Instructor: Dr. Sylvia Guendelman

Presented by Michael Sholinbeck

URL for this web page: www.lib.berkeley.edu/PUBL/SPH/PH293JC_F12.html


The Public Health Library, Location, Reference, Off-Campus Access to Library Resources

Sheldon Margen Public Health Library home page
    Mon.-Thurs. 9-8
    Fri. 9-5
    Sat.-Sun. 1-5

Reference Services
  In-person: come to 1 University Hall (in the basement)
  Reference Desk hours: M-F 10-12, 2-4
  Other options include IM chat (24/7) and email reference.

How to set up off-campus access to library resources (databases, online journals, etc.)

Starting the Library Research Process

What causes disease?
You might start by considering the interaction and interdependence of environmental factors (pollution, disasters, outbreaks) and social factors (smoking, obesity, drug use).
  » Exacerbation of asthma in West Oakland "caused" by air pollution and/or smoking
But consider:
  » Is it "caused" by inadequate regulation of transportation, energy production, and tobacco?
  » Or by historical racism in housing and neighborhood characteristics?
  » Are genetic factors relevant?
  » What about health insurance disparities which affect access to appropriate prescription drugs?
  » Is lack of appropriate child care services for working women a factor?

Is your topic researchable?
  » "The harmful effects of domestic beer consumption among students at Cal's Big Game"
  » "Binge drinking among college students in the United States"
  » "Alcohol consumption by young adults"
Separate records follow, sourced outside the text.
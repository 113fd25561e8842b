//! Versioned document store.
//!
//! A store holds small JSON documents under fixed logical paths. Every read
//! returns the document together with an opaque [`VersionToken`]; a write
//! must present the token it read and is rejected with
//! [`AppError::VersionConflict`] once another writer has moved the document
//! on. Nothing here merges: callers own the read-modify-write loop. The one
//! exception is [`replace_document`], whose write does not depend on what it
//! read and so may safely re-read and try again.

pub mod github;
pub mod sqlite;

use crate::error::AppError;
use async_trait::async_trait;
use serde::de::DeserializeOwned;
use serde::Serialize;
use serde_json::Value;
use std::fmt;
use std::sync::Arc;
use tracing::{debug, warn};

pub const LEADERBOARD: &str = "leaderboard";
pub const LATEST: &str = "latest";

pub fn archive_path(season: u32) -> String {
    format!("archive/season-{}", season)
}

/// Opaque identifier of a document's exact content state.
#[derive(Debug, Clone, PartialEq, Eq, Hash)]
pub struct VersionToken(String);

impl VersionToken {
    pub fn new(token: impl Into<String>) -> Self {
        VersionToken(token.into())
    }

    pub fn as_str(&self) -> &str {
        &self.0
    }
}

impl fmt::Display for VersionToken {
    fn fmt(&self, f: &mut fmt::Formatter<'_>) -> fmt::Result {
        f.write_str(&self.0)
    }
}

#[derive(Debug, Clone)]
pub struct Versioned<T> {
    pub document: T,
    pub version: VersionToken,
}

#[async_trait]
pub trait DocumentStore: Send + Sync {
    /// Fetch a document and its current version.
    ///
    /// Fails with `NotFound`, `AccessDenied` or `Transient`.
    async fn read(&self, path: &str) -> Result<Versioned<Value>, AppError>;

    /// Conditionally overwrite a document.
    ///
    /// With `expected = Some(token)` the write only lands if the document is
    /// still at `token`. With `expected = None` the document is created and
    /// the write fails with `VersionConflict` if the path already exists.
    /// `description` is recorded by the store's audit log only.
    async fn write(
        &self,
        path: &str,
        document: &Value,
        expected: Option<&VersionToken>,
        description: &str,
    ) -> Result<VersionToken, AppError>;
}

pub type SharedStore = Arc<dyn DocumentStore>;

pub async fn read_document<T: DeserializeOwned>(
    store: &dyn DocumentStore,
    path: &str,
) -> Result<Versioned<T>, AppError> {
    let raw = store.read(path).await?;
    debug!(path, version = %raw.version, "document read");
    Ok(Versioned {
        document: serde_json::from_value(raw.document)?,
        version: raw.version,
    })
}

/// Like [`read_document`], mapping a missing document to `None`.
pub async fn read_optional<T: DeserializeOwned>(
    store: &dyn DocumentStore,
    path: &str,
) -> Result<Option<Versioned<T>>, AppError> {
    match read_document(store, path).await {
        Ok(doc) => Ok(Some(doc)),
        Err(AppError::NotFound(_)) => Ok(None),
        Err(e) => Err(e),
    }
}

pub async fn write_document<T: Serialize>(
    store: &dyn DocumentStore,
    path: &str,
    document: &T,
    expected: Option<&VersionToken>,
    description: &str,
) -> Result<VersionToken, AppError> {
    let value = serde_json::to_value(document)?;
    store.write(path, &value, expected, description).await
}

/// Attempts `replace_document` makes before giving up on a contended path.
pub const REPLACE_ATTEMPTS: usize = 3;

/// Overwrite whatever is at `path`, creating it if absent.
///
/// Reads the current token and writes against it. A writer that slips in
/// between only changes which token we must present, so the read and write
/// are repeated up to [`REPLACE_ATTEMPTS`] times before the conflict is
/// surfaced.
pub async fn replace_document<T: Serialize>(
    store: &dyn DocumentStore,
    path: &str,
    document: &T,
    description: &str,
) -> Result<VersionToken, AppError> {
    let value = serde_json::to_value(document)?;
    let mut attempt = 1;
    loop {
        let current = match store.read(path).await {
            Ok(existing) => Some(existing.version),
            Err(AppError::NotFound(_)) => None,
            Err(e) => return Err(e),
        };
        match store.write(path, &value, current.as_ref(), description).await {
            Err(AppError::VersionConflict { .. }) if attempt < REPLACE_ATTEMPTS => {
                warn!(path, attempt, "overwrite raced another writer, re-reading");
                attempt += 1;
            }
            other => return other,
        }
    }
}
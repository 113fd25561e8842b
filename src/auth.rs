use crate::error::AppError;
use async_trait::async_trait;
use chrono::{DateTime, Duration, Utc};
use std::fmt;
use tracing::debug;

/// Short-lived bearer credential for store calls.
#[derive(Clone, PartialEq, Eq)]
pub struct AccessToken {
    token: String,
    pub expires_at: DateTime<Utc>,
}

impl AccessToken {
    pub fn new(token: impl Into<String>, expires_at: DateTime<Utc>) -> Self {
        AccessToken {
            token: token.into(),
            expires_at,
        }
    }

    pub fn secret(&self) -> &str {
        &self.token
    }

    pub fn is_expired(&self, now: DateTime<Utc>) -> bool {
        now >= self.expires_at
    }
}

impl fmt::Debug for AccessToken {
    fn fmt(&self, f: &mut fmt::Formatter<'_>) -> fmt::Result {
        f.debug_struct("AccessToken")
            .field("token", &"<redacted>")
            .field("expires_at", &self.expires_at)
            .finish()
    }
}

/// Who is asking for a credential.
#[derive(Debug, Clone)]
pub struct Identity {
    pub issuer: String,
    pub installation_id: Option<String>,
}

/// Key material used to sign identity assertions.
#[derive(Clone, Default)]
pub struct SigningKey(Vec<u8>);

impl SigningKey {
    pub fn new(bytes: impl Into<Vec<u8>>) -> Self {
        SigningKey(bytes.into())
    }
}

impl fmt::Debug for SigningKey {
    fn fmt(&self, f: &mut fmt::Formatter<'_>) -> fmt::Result {
        write!(f, "SigningKey(<{} bytes>)", self.0.len())
    }
}

#[async_trait]
pub trait CredentialProvider: Send + Sync {
    async fn obtain_access_token(
        &self,
        identity: &Identity,
        key: &SigningKey,
    ) -> Result<AccessToken, AppError>;
}

/// Hands out a pre-provisioned token, stamped with a fresh expiry per call.
pub struct StaticTokenProvider {
    token: String,
    lifetime: Duration,
}

impl StaticTokenProvider {
    pub fn new(token: impl Into<String>, lifetime: Duration) -> Self {
        StaticTokenProvider {
            token: token.into(),
            lifetime,
        }
    }
}

#[async_trait]
impl CredentialProvider for StaticTokenProvider {
    async fn obtain_access_token(
        &self,
        identity: &Identity,
        _key: &SigningKey,
    ) -> Result<AccessToken, AppError> {
        if self.token.trim().is_empty() {
            return Err(AppError::Auth("no access token configured".into()));
        }
        if self.lifetime <= Duration::zero() {
            return Err(AppError::Auth("token lifetime must be positive".into()));
        }
        debug!(
            issuer = %identity.issuer,
            installation = ?identity.installation_id,
            "issuing static access token"
        );
        Ok(AccessToken::new(self.token.clone(), Utc::now() + self.lifetime))
    }
}

/// Obtain a token for one logical operation, refusing one that is already stale.
pub async fn fresh_token(
    provider: &dyn CredentialProvider,
    identity: &Identity,
    key: &SigningKey,
) -> Result<AccessToken, AppError> {
    let token = provider.obtain_access_token(identity, key).await?;
    if token.is_expired(Utc::now()) {
        return Err(AppError::Auth(format!(
            "credential for {} expired at {}",
            identity.issuer, token.expires_at
        )));
    }
    Ok(token)
}

#[cfg(test)]
mod tests {
    use super::*;

    struct ExpiredProvider;

    #[async_trait]
    impl CredentialProvider for ExpiredProvider {
        async fn obtain_access_token(
            &self,
            _identity: &Identity,
            _key: &SigningKey,
        ) -> Result<AccessToken, AppError> {
            Ok(AccessToken::new("old", Utc::now() - Duration::seconds(5)))
        }
    }

    fn identity() -> Identity {
        Identity {
            issuer: "reflex-board".into(),
            installation_id: None,
        }
    }

    #[tokio::test]
    async fn test_static_provider_issues_unexpired_token() {
        let provider = StaticTokenProvider::new("abc", Duration::minutes(10));
        let token = fresh_token(&provider, &identity(), &SigningKey::default())
            .await
            .unwrap();
        assert_eq!(token.secret(), "abc");
        assert!(!token.is_expired(Utc::now()));
    }

    #[tokio::test]
    async fn test_missing_token_is_auth_error() {
        let provider = StaticTokenProvider::new("  ", Duration::minutes(10));
        let err = fresh_token(&provider, &identity(), &SigningKey::default())
            .await
            .unwrap_err();
        assert!(matches!(err, AppError::Auth(_)));
    }

    #[tokio::test]
    async fn test_expired_token_is_refused() {
        let err = fresh_token(&ExpiredProvider, &identity(), &SigningKey::default())
            .await
            .unwrap_err();
        assert!(matches!(err, AppError::Auth(_)));
    }

    #[test]
    fn test_debug_redacts_secrets() {
        let token = AccessToken::new("super-secret", Utc::now());
        assert!(!format!("{:?}", token).contains("super-secret"));
        let key = SigningKey::new(b"private".to_vec());
        assert_eq!(format!("{:?}", key), "SigningKey(<7 bytes>)");
    }
}
use crate::error::AppError;

pub const MIN_SCORE_VALUE: i64 = 80;
pub const MAX_SCORE_VALUE: i64 = 1000;
const MAX_PLAYER_NAME_LEN: usize = 32;
const MAX_PLAYER_ID_LEN: usize = 64;

pub fn validate_score_value(value: i64) -> Result<(), AppError> {
    if (MIN_SCORE_VALUE..=MAX_SCORE_VALUE).contains(&value) {
        Ok(())
    } else {
        Err(AppError::Validation(format!(
            "Score must be between {} and {} ms, got {}",
            MIN_SCORE_VALUE, MAX_SCORE_VALUE, value
        )))
    }
}

pub fn validate_player_name(name: &str) -> String {
    let trimmed = name.trim();
    if trimmed.is_empty() {
        "Anonymous".to_string()
    } else {
        trimmed.chars().take(MAX_PLAYER_NAME_LEN).collect()
    }
}

pub fn validate_player_id(id: &str) -> Result<String, AppError> {
    let trimmed = id.trim();
    if trimmed.is_empty() {
        Err(AppError::Validation("Player id is required".into()))
    } else if trimmed.chars().count() > MAX_PLAYER_ID_LEN {
        Err(AppError::Validation("Player id too long".into()))
    } else {
        Ok(trimmed.to_string())
    }
}

pub fn validate_season(season: i64) -> Result<u32, AppError> {
    u32::try_from(season)
        .ok()
        .filter(|s| *s >= 1)
        .ok_or_else(|| AppError::Validation(format!("Invalid season: {}", season)))
}

#[cfg(test)]
mod tests {
    use super::*;

    #[test]
    fn test_score_bounds_are_inclusive() {
        assert!(validate_score_value(80).is_ok());
        assert!(validate_score_value(1000).is_ok());
        assert!(validate_score_value(79).is_err());
        assert!(validate_score_value(1001).is_err());
        assert!(validate_score_value(50).is_err());
    }

    #[test]
    fn test_player_name_defaults_and_truncates() {
        assert_eq!(validate_player_name("   "), "Anonymous");
        assert_eq!(validate_player_name("  Ada "), "Ada");
        assert_eq!(validate_player_name(&"x".repeat(40)).len(), 32);
    }

    #[test]
    fn test_player_id() {
        assert!(validate_player_id("").is_err());
        assert!(validate_player_id(&"p".repeat(65)).is_err());
        assert_eq!(validate_player_id(" p-1 ").unwrap(), "p-1");
    }

    #[test]
    fn test_season_must_be_positive() {
        assert!(validate_season(0).is_err());
        assert!(validate_season(-4).is_err());
        assert_eq!(validate_season(12).unwrap(), 12);
    }
}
Using PICO to help with your search
(Modified from https://sph.uth.tmc.edu/charting/handouts/ebph_handouts/ebph_workshop.htm)
PICO is a taxonomy used in Evidence-Based Medicine. For Public Health questions, PICO stands for:

Example: A group of children come down with measles. The parents of these kids are concerned about the potential health risks of vaccinations and have decided not to vaccinate any of their kids. You need to develop an intervention that increases the likelihood that this group will vaccinate their kids.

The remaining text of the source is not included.